● Data provided:
⟨

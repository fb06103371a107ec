//! Clock abstraction.
//!
//! The service and the workers never call `Utc::now()` directly; they take
//! a [`Clock`] at construction so that quiet-hours, digest-window, and
//! retention logic can be tested against a fixed point in time.

use chrono::{DateTime, Utc};

/// Source of the current time.
pub trait Clock: Send + Sync + std::fmt::Debug {
    /// The current instant.
    fn now(&self) -> DateTime<Utc>;
}

/// The real system clock.
#[derive(Debug, Clone, Copy, Default)]
pub struct SystemClock;

impl Clock for SystemClock {
    fn now(&self) -> DateTime<Utc> {
        Utc::now()
    }
}
//! PostgreSQL connection pool management.

use std::time::Duration;

use sqlx::postgres::{PgPool, PgPoolOptions};
use tracing::info;

use notifyhub_core::config::DatabaseConfig;
use notifyhub_core::error::{AppError, ErrorKind};

/// Create a connection pool from configuration.
pub async fn create_pool(config: &DatabaseConfig) -> Result<PgPool, AppError> {
    info!(
        url = %mask_password(&config.url),
        max_connections = config.max_connections,
        "Connecting to PostgreSQL"
    );

    let pool = PgPoolOptions::new()
        .max_connections(config.max_connections)
        .min_connections(config.min_connections)
        .acquire_timeout(Duration::from_secs(config.connect_timeout_seconds))
        .idle_timeout(Duration::from_secs(config.idle_timeout_seconds))
        .connect(&config.url)
        .await
        .map_err(|e| {
            AppError::with_source(
                ErrorKind::Database,
                format!("Failed to connect to database: {e}"),
                e,
            )
        })?;

    info!("Connected to PostgreSQL");
    Ok(pool)
}

/// Check database connectivity.
pub async fn health_check(pool: &PgPool) -> Result<bool, AppError> {
    sqlx::query_scalar::<_, i32>("SELECT 1")
        .fetch_one(pool)
        .await
        .map(|v| v == 1)
        .map_err(|e| AppError::with_source(ErrorKind::Database, "Health check failed", e))
}

/// Mask the password portion of a database URL for safe logging.
fn mask_password(url: &str) -> String {
    if let Some(at_pos) = url.find('@') {
        if let Some(colon_pos) = url[..at_pos].rfind(':') {
            let scheme_end = url.find("://").map(|p| p + 3).unwrap_or(0);
            if colon_pos > scheme_end {
                return format!("{}:****@{}", &url[..colon_pos], &url[at_pos + 1..]);
            }
        }
    }
    url.to_string()
}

⟩

For the word "DateTime", count the lines in the records that contain it. Give the number and no other words.

3